Alla fine della fiera, perché “goodbye Europa”? «Gli europei possono scegliere di lavorare sempre meno e andare in pensione presto. Possono scegliere di scoraggiare chi vuole lavorare, aumentando le tasse per sostenere un costoso welfare state. Possono adottare politiche che disincentivano l’innovazione e sono d’ostacolo all’aumento della produttività. Ma diventeranno sempre più poveri rispetto alle società che lavorano di più. Se tutti ne sono consapevoli… godiamoci pure le vacanze!» (pag. 77).
 
«Nel Dpef c'era l'impegno ad agire in modo strutturale sul versante della spesa pubblica (pensioni, sanità, pubblico impiego e finanza locale): e invece, capovolgendo l'impostazione approvata dal Parlamento, il Governo ha puntato sulle tasse», dice Capezzone, che propone: «È un errore da correggere, a mio avviso. Sta anche all'opposizione scegliere se limitarsi ad attaccare il Governo, o se invece operare per ottenere alcuni obiettivi nell'interesse del paese. Sono e resto convinto che, senza pasticci, sia possibile, sulle questioni economiche, ottenere segmenti di intesa limpida su obiettivi chiari. In particolare, il Governo deve evitare di dare l'impressione di avere nel mirino piccola impresa e ceto medio. So che non è così: ma occorre anche evitare di dare questa impressione».
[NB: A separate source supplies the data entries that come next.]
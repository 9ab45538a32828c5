//! Order-preserving bulk sign and verify.
//!
//! Each item is handled exactly as the single-item call would handle it;
//! a failing item never stops the rest.

use crate::binding::IdentityBinding;
use crate::error::Result;
use crate::identity::IdentityId;
use crate::memory::{NewMemory, SignedMemory, VerificationResult};

impl IdentityBinding {
    /// Sign each memory in order. Output position `i` holds the outcome
    /// for input `i`.
    pub fn batch_sign_memories(
        &self,
        id: &IdentityId,
        memories: &[NewMemory],
    ) -> Vec<Result<SignedMemory>> {
        memories.iter().map(|m| self.sign_memory(id, m)).collect()
    }

    /// Verify each record in order.
    pub fn batch_verify_memories(&self, records: &[SignedMemory]) -> Vec<VerificationResult> {
        let results: Vec<VerificationResult> =
            records.iter().map(|r| self.verify_memory(r)).collect();
        let failed = results.iter().filter(|r| !r.valid).count();
        if failed > 0 {
            log::debug!("batch verify: {failed} of {} records invalid", results.len());
        }
        results
    }
}
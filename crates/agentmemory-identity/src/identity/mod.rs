//! Agent identities and their keys: creation, import, export, rotation.
//!
//! The manager owns every secret key the core holds. Callers only ever
//! see [`AgentIdentity`], the public persona, unless they explicitly
//! ask for an [`IdentityExport`].

pub mod agent;
pub mod backup;
pub mod manager;
pub mod store;

pub use agent::{AgentIdentity, IdentityId, RetiredKey};
pub use backup::{IdentityExport, SealedIdentity};
pub use manager::KeyManager;
pub use store::{IdentityRecord, KeyStore, MemoryKeyStore};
Ma se quanto viene auspicato non accadrà? Per essere più chiari: se non vi saranno modifiche, e “l’errore” non sarà corretto? I parlamentari della Rosa nel Pugno, e i radicali in particolare, si stanno comportando in modo esemplare. Descritti, dipinti e indicati come “guastatori” inaffidabili e irresponsabili, in tutti questi mesi sono stati di una lealtà e di una prudenza esemplari. Se si scorrono i giornali di questi mesi, ci si rende facilmente conto che altri – che pure sono stati in prima fila nella denuncia del “pericolo radicale” – hanno fatto di tutto e di più: ricatti politici, minacce di votare contro il Governo, esternazioni e dichiarazioni senza pensare agli effetti e alle conseguenze che potevano produrre. Come radicali abbiamo detto che saremmo stati “gli ultimi giapponesi” di Prodi; e da “ultimi giapponesi” finora ci si è, meritoriamente, comportati. Ma forse, un segno (e un segnale) di distinzione bisogna darlo, e diventa necessario “marcare” una posizione e dei valori.